Stored items

%%

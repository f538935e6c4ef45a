use std::sync::OnceLock;

use qcheck_core::{Diagnostic, FileRange, Severity};
use regex::Regex;

use super::OutputParser;

/// Severity of lines that do not name one, as in GNU tooling.
const DEFAULT_SEVERITY: Severity = Severity::Major;

fn line_regex() -> &'static Regex {
    static RE: OnceLock<Regex> = OnceLock::new();
    RE.get_or_init(|| {
        Regex::new(
            r"^(?P<file>[^:\s][^:]*):(?P<line>\d+)(?::(?P<col>\d+))?:\s*(?:(?P<sev>[A-Za-z]+):\s*)?(?P<msg>\S.*)$",
        )
        .expect("static regex")
    })
}

/// Parses `file:line[:column]: [severity:] message` lines.
pub struct GnuLineParser {
    source: String,
}

impl GnuLineParser {
    pub fn new(source: impl Into<String>) -> Self {
        Self {
            source: source.into(),
        }
    }
}

impl OutputParser for GnuLineParser {
    fn parse_line(&mut self, line: &str) -> Option<Diagnostic> {
        let caps = line_regex().captures(line.trim_end())?;

        let file = caps.name("file")?.as_str();
        let line_no = caps.name("line")?.as_str().parse::<u32>().ok()?;
        let mut range = FileRange::at(file, line_no);
        if let Some(col) = caps.name("col").and_then(|c| c.as_str().parse::<u32>().ok()) {
            range = range.with_start_column(col);
        }

        let msg = caps.name("msg")?.as_str();
        let (severity, message) = match caps.name("sev") {
            Some(sev) => match sev.as_str().parse::<Severity>() {
                Ok(severity) => (severity, msg.to_string()),
                // Not a severity after all, e.g. "Undefined: variable".
                Err(_) => (DEFAULT_SEVERITY, format!("{}: {}", sev.as_str(), msg)),
            },
            None => (DEFAULT_SEVERITY, msg.to_string()),
        };

        Some(
            Diagnostic::new(severity, message)
                .with_source(self.source.clone())
                .with_file_range(range),
        )
    }
}
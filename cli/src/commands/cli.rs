use std::path::PathBuf;

use clap::{Args as ClapArgs, Parser, Subcommand};
use qcheck_core::Severity;

#[derive(Parser, Debug)]
#[command(name = "qcheck", version, about = "Run code quality tools and collect their findings")]
pub struct Args {
    #[command(subcommand)]
    pub command: Option<Commands>,

    /// Configuration file (default: ./qcheck.toml if present).
    #[arg(long, short = 'c', global = true)]
    pub config: Option<PathBuf>,

    #[command(flatten)]
    pub run: RunArgs,
}

#[derive(Subcommand, Debug)]
pub enum Commands {
    /// Run the configured tasks (the default when no subcommand is given).
    Run(RunArgs),
    /// Print the configured tasks without running them.
    List,
    /// Print the available report formats.
    Formats,
}

#[derive(ClapArgs, Debug, Clone, Default)]
pub struct RunArgs {
    /// Concurrency budget; overrides run.threads.
    #[arg(long, short = 'j')]
    pub threads: Option<u32>,

    /// Stop starting tasks after the first failure.
    #[arg(long)]
    pub fast_finish: bool,

    /// Report format; may be repeated. Overrides run.reports.
    #[arg(long = "report", short = 'r', action = clap::ArgAction::Append)]
    pub reports: Vec<String>,

    /// Directory for file-based reports; overrides run.output_dir.
    #[arg(long)]
    pub output_dir: Option<PathBuf>,

    /// Hide diagnostics below this severity (none, info, marginal, minor, major, fatal).
    #[arg(long, value_parser = parse_severity)]
    pub minimum_severity: Option<Severity>,

    /// Run only the named task; may be repeated.
    #[arg(long = "task", short = 't', action = clap::ArgAction::Append)]
    pub tasks: Vec<String>,

    /// Disable the progress display.
    #[arg(long)]
    pub no_progress: bool,
}

fn parse_severity(s: &str) -> Result<Severity, String> {
    s.parse()
}

impl RunArgs {
    /// Options given here win; anything left unset falls back to `outer`.
    pub fn merged_with(&self, outer: &RunArgs) -> RunArgs {
        let pick_vec = |inner: &Vec<String>, outer: &Vec<String>| {
            if inner.is_empty() {
                outer.clone()
            } else {
                inner.clone()
            }
        };
        RunArgs {
            threads: self.threads.or(outer.threads),
            fast_finish: self.fast_finish || outer.fast_finish,
            reports: pick_vec(&self.reports, &outer.reports),
            output_dir: self.output_dir.clone().or_else(|| outer.output_dir.clone()),
            minimum_severity: self.minimum_severity.or(outer.minimum_severity),
            tasks: pick_vec(&self.tasks, &outer.tasks),
            no_progress: self.no_progress || outer.no_progress,
        }
    }
}

impl Args {
    /// Effective run options: those after `run` layered over those before it.
    pub fn run_args(&self) -> RunArgs {
        match &self.command {
            Some(Commands::Run(run)) => run.merged_with(&self.run),
            _ => self.run.clone(),
        }
    }
}

#[cfg(test)]
mod tests {
    use super::*;

    #[test]
    fn test_bare_invocation_runs() {
        let args = Args::parse_from(["qcheck", "-j", "3", "--report", "github", "-r", "json"]);
        assert!(args.command.is_none());
        assert_eq!(args.run_args().threads, Some(3));
        assert_eq!(args.run_args().reports, vec!["github", "json"]);
    }

    #[test]
    fn test_run_subcommand_options() {
        let args = Args::parse_from([
            "qcheck",
            "run",
            "--fast-finish",
            "--minimum-severity",
            "warning",
            "--task",
            "phpcs",
            "--config",
            "ci.toml",
        ]);
        let run = args.run_args();
        assert!(run.fast_finish);
        assert_eq!(run.minimum_severity, Some(Severity::Minor));
        assert_eq!(run.tasks, vec!["phpcs"]);
        assert_eq!(args.config, Some(PathBuf::from("ci.toml")));
    }

    #[test]
    fn test_options_before_run_subcommand_are_kept() {
        let args = Args::parse_from([
            "qcheck", "-j", "3", "-r", "github", "run", "--fast-finish", "-r", "json",
        ]);
        let run = args.run_args();
        assert_eq!(run.threads, Some(3));
        assert!(run.fast_finish);
        assert_eq!(run.reports, vec!["json"]);

        let args = Args::parse_from(["qcheck", "-j", "3", "run", "-j", "5"]);
        assert_eq!(args.run_args().threads, Some(5));
    }

    #[test]
    fn test_rejects_unknown_severity() {
        let res = Args::try_parse_from(["qcheck", "--minimum-severity", "loud"]);
        assert!(res.is_err());
    }
}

%%

**Try it:** Retype the records in full. Keep every line identical to the original.

**Response for this exercise:**
repository f538935e6c4ef45a
use std::sync::OnceLock;

use qcheck_core::{Diagnostic, FileRange, Severity};
use regex::Regex;

use super::OutputParser;

/// Severity of lines that do not name one, as in GNU tooling.
const DEFAULT_SEVERITY: Severity = Severity::Major;

fn line_regex() -> &'static Regex {
    static RE: OnceLock<Regex> = OnceLock::new();
    RE.get_or_init(|| {
        Regex::new(
            r"^(?P<file>[^:\s][^:]*):(?P<line>\d+)(?::(?P<col>\d+))?:\s*(?:(?P<sev>[A-Za-z]+):\s*)?(?P<msg>\S.*)$",
        )
        .expect("static regex")
    })
}

/// Parses `file:line[:column]: [severity:] message` lines.
pub struct GnuLineParser {
    source: String,
}

impl GnuLineParser {
    pub fn new(source: impl Into<String>) -> Self {
        Self {
            source: source.into(),
        }
    }
}

impl OutputParser for GnuLineParser {
    fn parse_line(&mut self, line: &str) -> Option<Diagnostic> {
        let caps = line_regex().captures(line.trim_end())?;

        let file = caps.name("file")?.as_str();
        let line_no = caps.name("line")?.as_str().parse::<u32>().ok()?;
        let mut range = FileRange::at(file, line_no);
        if let Some(col) = caps.name("col").and_then(|c| c.as_str().parse::<u32>().ok()) {
            range = range.with_start_column(col);
        }

        let msg = caps.name("msg")?.as_str();
        let (severity, message) = match caps.name("sev") {
            Some(sev) => match sev.as_str().parse::<Severity>() {
                Ok(severity) => (severity, msg.to_string()),
                // Not a severity after all, e.g. "Undefined: variable".
                Err(_) => (DEFAULT_SEVERITY, format!("{}: {}", sev.as_str(), msg)),
            },
            None => (DEFAULT_SEVERITY, msg.to_string()),
        };

        Some(
            Diagnostic::new(severity, message)
                .with_source(self.source.clone())
                .with_file_range(range),
        )
    }
}
filename cli/src/commands/cli.rs
use std::path::PathBuf;

use clap::{Args as ClapArgs, Parser, Subcommand};
use qcheck_core::Severity;

#[derive(Parser, Debug)]
#[command(name = "qcheck", version, about = "Run code quality tools and collect their findings")]
pub struct Args {
    #[command(subcommand)]
    pub command: Option<Commands>,

    /// Configuration file (default: ./qcheck.toml if present).
    #[arg(long, short = 'c', global = true)]
    pub config: Option<PathBuf>,

    #[command(flatten)]
    pub run: RunArgs,
}

#[derive(Subcommand, Debug)]
pub enum Commands {
    /// Run the configured tasks (the default when no subcommand is given).
    Run(RunArgs),
    /// Print the configured tasks without running them.
    List,
    /// Print the available report formats.
    Formats,
}

#[derive(ClapArgs, Debug, Clone, Default)]
pub struct RunArgs {
    /// Concurrency budget; overrides run.threads.
    #[arg(long, short = 'j')]
    pub threads: Option<u32>,

    /// Stop starting tasks after the first failure.
    #[arg(long)]
    pub fast_finish: bool,

    /// Report format; may be repeated. Overrides run.reports.
    #[arg(long = "report", short = 'r', action = clap::ArgAction::Append)]
    pub reports: Vec<String>,

    /// Directory for file-based reports; overrides run.output_dir.
    #[arg(long)]
    pub output_dir: Option<PathBuf>,

    /// Hide diagnostics below this severity (none, info, marginal, minor, major, fatal).
    #[arg(long, value_parser = parse_severity)]
    pub minimum_severity: Option<Severity>,

    /// Run only the named task; may be repeated.
    #[arg(long = "task", short = 't', action = clap::ArgAction::Append)]
    pub tasks: Vec<String>,

    /// Disable the progress display.
    #[arg(long)]
    pub no_progress: bool,
}

fn parse_severity(s: &str) -> Result<Severity, String> {
    s.parse()
}

impl RunArgs {
    /// Options given here win; anything left unset falls back to `outer`.
    pub fn merged_with(&self, outer: &RunArgs) -> RunArgs {
        let pick_vec = |inner: &Vec<String>, outer: &Vec<String>| {
            if inner.is_empty() {
                outer.clone()
            } else {
                inner.clone()
            }
        };
        RunArgs {
            threads: self.threads.or(outer.threads),
            fast_finish: self.fast_finish || outer.fast_finish,
            reports: pick_vec(&self.reports, &outer.reports),
            output_dir: self.output_dir.clone().or_else(|| outer.output_dir.clone()),
            minimum_severity: self.minimum_severity.or(outer.minimum_severity),
            tasks: pick_vec(&self.tasks, &outer.tasks),
            no_progress: self.no_progress || outer.no_progress,
        }
    }
}

impl Args {
    /// Effective run options: those after `run` layered over those before it.
    pub fn run_args(&self) -> RunArgs {
        match &self.command {
            Some(Commands::Run(run)) => run.merged_with(&self.run),
            _ => self.run.clone(),
        }
    }
}

#[cfg(test)]
mod tests {
    use super::*;

    #[test]
    fn test_bare_invocation_runs() {
        let args = Args::parse_from(["qcheck", "-j", "3", "--report", "github", "-r", "json"]);
        assert!(args.command.is_none());
        assert_eq!(args.run_args().threads, Some(3));
        assert_eq!(args.run_args().reports, vec!["github", "json"]);
    }

    #[test]
    fn test_run_subcommand_options() {
        let args = Args::parse_from([
            "qcheck",
            "run",
            "--fast-finish",
            "--minimum-severity",
            "warning",
            "--task",
            "phpcs",
            "--config",
            "ci.toml",
        ]);
        let run = args.run_args();
        assert!(run.fast_finish);
        assert_eq!(run.minimum_severity, Some(Severity::Minor));
        assert_eq!(run.tasks, vec!["phpcs"]);
        assert_eq!(args.config, Some(PathBuf::from("ci.toml")));
    }

    #[test]
    fn test_options_before_run_subcommand_are_kept() {
        let args = Args::parse_from([
            "qcheck", "-j", "3", "-r", "github", "run", "--fast-finish", "-r", "json",
        ]);
        let run = args.run_args();
        assert_eq!(run.threads, Some(3));
        assert!(run.fast_finish);
        assert_eq!(run.reports, vec!["json"]);

        let args = Args::parse_from(["qcheck", "-j", "3", "run", "-j", "5"]);
        assert_eq!(args.run_args().threads, Some(5));
    }

    #[test]
    fn test_rejects_unknown_severity() {
        let res = Args::try_parse_from(["qcheck", "--minimum-severity", "loud"]);
        assert!(res.is_err());
    }
}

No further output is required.